EXERCISE OBJECTIVE: Below are records; how many of their lines contain "side"? Answer with only the number.

DATA FOR THE TASK:
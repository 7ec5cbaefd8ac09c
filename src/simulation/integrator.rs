//! Integrator contract
//!
//! An [`Integrator`] turns an [`ODEProblem`] and an initial state into a [`Trajectory`]
//! sampled exactly at the requested time points. Integrators are stateless between calls
//! and are shared read-only across parallel chains.

use peroxide::fuga::ODEProblem;

use super::{error::IntegrationError, pathway::Pathway, trajectory::Trajectory};

pub trait Integrator: Send + Sync {
    /// Integrates `problem` from `times[0]` and returns the state at every entry of `times`.
    ///
    /// # Arguments
    ///
    /// * `problem` - Right-hand side of the system
    /// * `y0` - State at `times[0]`
    /// * `times` - Output time points, non-negative and non-decreasing
    ///
    /// # Returns
    ///
    /// * `Result<Trajectory, IntegrationError>` - One row per time point
    fn integrate<P: ODEProblem>(
        &self,
        problem: &P,
        y0: &[f64],
        times: &[f64],
    ) -> Result<Trajectory, IntegrationError>;
}

/// Integrates a pathway from its initial state at `t = 0` and returns the requested times.
///
/// If the first requested time lies after 0, the origin is integrated but dropped from the
/// result, so the returned trajectory always matches `times` row for row.
pub fn integrate_from_origin<P: Pathway, I: Integrator>(
    integrator: &I,
    model: &P,
    times: &[f64],
) -> Result<Trajectory, IntegrationError> {
    let y0 = model.initial_state();
    match times.first() {
        Some(t0) if *t0 > 0.0 => {
            let mut grid = Vec::with_capacity(times.len() + 1);
            grid.push(0.0);
            grid.extend_from_slice(times);

            Ok(integrator.integrate(model, &y0, &grid)?.drop_leading(1))
        }
        _ => integrator.integrate(model, &y0, times),
    }
}

/// Checks that an output grid is non-empty, finite, non-negative and non-decreasing.
pub(crate) fn validate_times(times: &[f64]) -> Result<(), IntegrationError> {
    let first = *times.first().ok_or(IntegrationError::EmptyTimeGrid)?;
    if !first.is_finite() || first < 0.0 {
        return Err(IntegrationError::InvalidTimeGrid(first));
    }

    for pair in times.windows(2) {
        if !pair[1].is_finite() || pair[1] < pair[0] {
            return Err(IntegrationError::InvalidTimeGrid(pair[1]));
        }
    }

    Ok(())
}

/// Evaluates the right-hand side, mapping failures into [`IntegrationError::RhsError`].
pub(crate) fn eval_rhs<P: ODEProblem>(
    problem: &P,
    t: f64,
    y: &[f64],
    dy: &mut [f64],
) -> Result<(), IntegrationError> {
    problem
        .rhs(t, y, dy)
        .map_err(|e| IntegrationError::RhsError(e.to_string()))
}

#[cfg(test)]
mod tests {
    use std::sync::Mutex;

    use pretty_assertions::assert_eq;

    use crate::{parameters::ParameterSet, simulation::TcaModel};

    use super::*;

    /// Holds the initial state and remembers the last grid it was asked for
    #[derive(Default)]
    struct Recording {
        grid: Mutex<Vec<f64>>,
    }

    impl Integrator for Recording {
        fn integrate<P: ODEProblem>(
            &self,
            _problem: &P,
            y0: &[f64],
            times: &[f64],
        ) -> Result<Trajectory, IntegrationError> {
            *self.grid.lock().unwrap() = times.to_vec();
            let rows = vec![y0.to_vec(); times.len()];
            Ok(Trajectory::from_rows(times.to_vec(), &rows).unwrap())
        }
    }

    #[test]
    fn test_integrate_from_origin_prepends_zero() {
        // ARRANGE
        let model = TcaModel::from_parameters(ParameterSet::literature());
        let integrator = Recording::default();

        // ACT
        let late = integrate_from_origin(&integrator, &model, &[0.5, 1.0, 2.0]).unwrap();
        let late_grid = integrator.grid.lock().unwrap().clone();
        let early = integrate_from_origin(&integrator, &model, &[0.0, 1.0]).unwrap();
        let early_grid = integrator.grid.lock().unwrap().clone();

        // ASSERT
        assert_eq!(late_grid, vec![0.0, 0.5, 1.0, 2.0]);
        assert_eq!(late.times(), &[0.5, 1.0, 2.0]);
        assert_eq!(late.n_times(), 3);
        assert_eq!(early_grid, vec![0.0, 1.0]);
        assert_eq!(early.times(), &[0.0, 1.0]);
    }

    #[test]
    fn test_validate_times() {
        assert!(validate_times(&[0.0, 0.0, 1.0, 2.5]).is_ok());
        assert!(matches!(
            validate_times(&[]),
            Err(IntegrationError::EmptyTimeGrid)
        ));
        assert!(matches!(
            validate_times(&[0.0, 2.0, 1.0]),
            Err(IntegrationError::InvalidTimeGrid(v)) if v == 1.0
        ));
        assert!(matches!(
            validate_times(&[-1.0, 2.0]),
            Err(IntegrationError::InvalidTimeGrid(_))
        ));
        assert!(matches!(
            validate_times(&[0.0, f64::NAN]),
            Err(IntegrationError::InvalidTimeGrid(_))
        ));
    }
}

RESULT OF THE EXERCISE: 2